THE DATA:
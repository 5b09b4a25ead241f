use std::collections::BTreeMap;
use std::path::{Path, PathBuf};

use async_trait::async_trait;
use fantoccini::Locator;
use fantoccini::elements::Element;
use regex::Regex;
use tracing::{debug, warn};
use url::Url;

use crate::browser::BrowserHarness;
use crate::config::{DetailMode, FieldSelector, PaginationMode, SourceConfig};
use crate::error::ScrapeError;
use crate::onclick::{DownloadRequest, parse_handler};
use crate::source::{AttachmentRef, ItemDetail, ItemRef, PortalSource};

/// Walks any board a `SourceConfig` can describe: numbered list pages,
/// one detail view per row, attachments behind hrefs or JS handlers.
pub struct GenericBoardSource {
    config: SourceConfig,
    harness: BrowserHarness,
    list_page_url: Option<String>,
}

impl GenericBoardSource {
    pub fn new(config: SourceConfig, harness: BrowserHarness) -> Self {
        Self {
            config,
            harness,
            list_page_url: None,
        }
    }

    async fn read_item(&self, row: &Element) -> Result<Option<ItemRef>, ScrapeError> {
        let cell = match row.find(Locator::Css(&self.config.key_selector)).await {
            Ok(cell) => cell,
            Err(e) if e.is_no_such_element() => return Ok(None),
            Err(e) => return Err(e.into()),
        };
        let key = match &self.config.key_attr {
            Some(attr) => cell.attr(attr).await?.unwrap_or_default(),
            None => cell.text().await?,
        };
        let key = key.trim().to_string();
        if key.is_empty() {
            return Ok(None);
        }

        let (href, onclick) = match row.find(Locator::Css(&self.config.detail_selector)).await {
            Ok(anchor) => (anchor.attr("href").await?, anchor.attr("onclick").await?),
            Err(e) if e.is_no_such_element() => (None, None),
            Err(e) => return Err(e.into()),
        };
        let mut item = ItemRef::new(key);
        item.payload = serde_json::json!({ "href": href, "onclick": onclick });
        Ok(Some(item))
    }

    async fn read_field(&self, field: &FieldSelector) -> Result<String, ScrapeError> {
        let value = match &field.attr {
            Some(attr) => self
                .harness
                .attr_of(&field.selector, attr)
                .await?
                .unwrap_or_default(),
            None => self.harness.text_of(&field.selector).await?,
        };
        Ok(value.trim().to_string())
    }

    async fn collect_attachments(&self) -> Result<Vec<AttachmentRef>, ScrapeError> {
        let Some(selector) = &self.config.attachment_selector else {
            return Ok(Vec::new());
        };
        let anchors = self.harness.query_all(selector).await?;
        let mut attachments = Vec::new();
        for anchor in &anchors {
            let label = anchor.text().await?.trim().to_string();
            let href = anchor.attr("href").await?;
            let onclick = anchor.attr("onclick").await?;
            if href.is_none() && onclick.is_none() {
                warn!(label, "attachment anchor carries no href or onclick, skipping");
                continue;
            }
            attachments.push(AttachmentRef {
                label,
                href,
                onclick,
            });
        }
        Ok(attachments)
    }

    /// Re-opens the last visited list page. Detail handlers that run as JS
    /// only work from the listing they were captured on.
    async fn return_to_list(&self) -> Result<(), ScrapeError> {
        match &self.list_page_url {
            Some(url) => self.harness.open(url).await,
            None => self.harness.open(&self.config.list_url).await,
        }
    }
}

#[async_trait]
impl PortalSource for GenericBoardSource {
    fn name(&self) -> &str {
        &self.config.name
    }

    fn columns(&self) -> Vec<String> {
        self.config.columns.clone()
    }

    fn primary_key(&self) -> &str {
        &self.config.primary_key
    }

    async fn discover_last_page(&mut self) -> Result<u32, ScrapeError> {
        self.harness.open(&self.config.list_url).await?;
        self.list_page_url = Some(self.harness.current_url().await?);

        let raw = match &self.config.last_page_attr {
            Some(attr) => self
                .harness
                .attr_of(&self.config.last_page_selector, attr)
                .await
                .map(Option::unwrap_or_default),
            None => self.harness.text_of(&self.config.last_page_selector).await,
        };
        let raw = raw.map_err(|e| match e {
            ScrapeError::MissingElement { selector } => ScrapeError::Pagination {
                reason: format!("pagination control '{selector}' not found"),
            },
            other => other,
        })?;

        let param = match &self.config.pagination {
            PaginationMode::Query { param } => Some(param.as_str()),
            PaginationMode::Onclick { .. } => None,
        };
        extract_page_number(&raw, param).ok_or_else(|| ScrapeError::Pagination {
            reason: format!("no page number in '{}'", raw.trim()),
        })
    }

    async fn open_page(&mut self, page: u32) -> Result<Vec<ItemRef>, ScrapeError> {
        match &self.config.pagination {
            PaginationMode::Query { param } => {
                let url = page_url(&self.config.list_url, param, page)?;
                self.harness.open(url.as_str()).await?;
                self.list_page_url = Some(url.to_string());
            }
            PaginationMode::Onclick { js_template } => {
                self.harness.open(&self.config.list_url).await?;
                if page > 1 {
                    let js = js_template.replace("{page}", &page.to_string());
                    self.harness.invoke(&js).await?;
                    self.harness.wait_ready().await?;
                }
                self.list_page_url = Some(self.harness.current_url().await?);
            }
        }

        let rows = self.harness.query_all(&self.config.row_selector).await?;
        let mut items = Vec::new();
        for row in &rows {
            if let Some(item) = self.read_item(row).await? {
                items.push(item);
            }
        }
        debug!(page, rows = rows.len(), items = items.len(), "page listed");
        Ok(items)
    }

    async fn extract_detail(&mut self, item: &ItemRef) -> Result<ItemDetail, ScrapeError> {
        let href = item
            .payload
            .get("href")
            .and_then(|v| v.as_str())
            .unwrap_or("");
        let onclick = item
            .payload
            .get("onclick")
            .and_then(|v| v.as_str())
            .unwrap_or("");

        match self.config.detail {
            DetailMode::Link => {
                if href.is_empty() || href == "#" || href.starts_with("javascript:") {
                    return Err(ScrapeError::Detail {
                        reason: format!("item '{}' has no usable detail link", item.key),
                    });
                }
                let url = Url::parse(&self.config.base_url)?.join(href)?;
                self.harness.open(url.as_str()).await?;
            }
            DetailMode::Onclick => {
                let handler = if !onclick.is_empty() {
                    onclick
                } else if href.starts_with("javascript:") {
                    href
                } else {
                    return Err(ScrapeError::Detail {
                        reason: format!("item '{}' has no detail handler", item.key),
                    });
                };
                self.return_to_list().await?;
                self.harness.invoke(handler).await?;
                self.harness.wait_ready().await?;
            }
        }

        let mut values = BTreeMap::new();
        for field in &self.config.fields {
            let value = self.read_field(field).await.map_err(|e| match e {
                ScrapeError::MissingElement { selector } => ScrapeError::Detail {
                    reason: format!("field '{}' missing at '{selector}'", field.column),
                },
                other => other,
            })?;
            values.insert(field.column.clone(), value);
        }
        let row = align_row(
            &self.config.columns,
            &self.config.primary_key,
            &item.key,
            &values,
        );

        let attachments = self.collect_attachments().await?;
        Ok(ItemDetail { row, attachments })
    }

    async fn download(
        &mut self,
        attachment: &AttachmentRef,
        dest_dir: &Path,
    ) -> Result<PathBuf, ScrapeError> {
        let request = resolve_request(&self.config.base_url, attachment)?;
        self.harness.expect_download(&request, dest_dir).await
    }

    async fn close(&mut self) -> Result<(), ScrapeError> {
        self.harness.close().await
    }
}

/// Rebuilds the list URL with the page parameter set, replacing any value
/// already present.
fn page_url(list_url: &str, param: &str, page: u32) -> Result<Url, ScrapeError> {
    let mut url = Url::parse(list_url)?;
    let pairs: Vec<(String, String)> = url
        .query_pairs()
        .filter(|(k, _)| k != param)
        .map(|(k, v)| (k.into_owned(), v.into_owned()))
        .collect();
    {
        let mut editor = url.query_pairs_mut();
        editor.clear();
        for (k, v) in &pairs {
            editor.append_pair(k, v);
        }
        editor.append_pair(param, &page.to_string());
    }
    Ok(url)
}

/// Pulls the page count out of whatever the pagination control exposes:
/// a bare number, a "1 / 27" label, or an href carrying the page param.
fn extract_page_number(raw: &str, param: Option<&str>) -> Option<u32> {
    if let Some(param) = param {
        let re = Regex::new(&format!(r"{}=(\d+)", regex::escape(param))).unwrap();
        if let Some(caps) = re.captures(raw) {
            if let Ok(n) = caps[1].parse() {
                return Some(n);
            }
        }
    }
    let digits = Regex::new(r"\d+").unwrap();
    digits
        .find_iter(raw)
        .last()
        .and_then(|m| m.as_str().parse().ok())
}

fn align_row(
    columns: &[String],
    primary_key: &str,
    key: &str,
    values: &BTreeMap<String, String>,
) -> Vec<String> {
    columns
        .iter()
        .map(|column| {
            if column == primary_key {
                key.to_string()
            } else {
                values.get(column).cloned().unwrap_or_default()
            }
        })
        .collect()
}

fn resolve_request(
    base_url: &str,
    attachment: &AttachmentRef,
) -> Result<DownloadRequest, ScrapeError> {
    if let Some(href) = attachment.href.as_deref() {
        let href = href.trim();
        if href.starts_with("javascript:") {
            return parse_handler(href, base_url);
        }
        if !href.is_empty() && href != "#" {
            let url = Url::parse(base_url)?.join(href)?;
            return Ok(DownloadRequest {
                url: url.to_string(),
                file_name: label_hint(&attachment.label),
            });
        }
    }
    if let Some(onclick) = attachment.onclick.as_deref() {
        return parse_handler(onclick, base_url);
    }
    Err(ScrapeError::Download {
        reason: format!("attachment '{}' has no usable target", attachment.label),
    })
}

/// Anchor text on these boards is usually the original file name, with an
/// optional trailing size note this strips off.
fn label_hint(label: &str) -> Option<String> {
    let re = Regex::new(r"\s*\([^)]*\)\s*$").unwrap();
    let label = re.replace(label.trim(), "").trim().to_string();
    if label.contains('.') && !label.ends_with('.') {
        Some(label)
    } else {
        None
    }
}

ACTIVITY: Give back, exactly and with nothing added, the lines from the line containing "this strips off." through the final line of the records above, both of them included.

EXERCISE ANSWER:
/// optional trailing size note this strips off.
fn label_hint(label: &str) -> Option<String> {
    let re = Regex::new(r"\s*\([^)]*\)\s*$").unwrap();
    let label = re.replace(label.trim(), "").trim().to_string();
    if label.contains('.') && !label.ends_with('.') {
        Some(label)
    } else {
        None
    }
}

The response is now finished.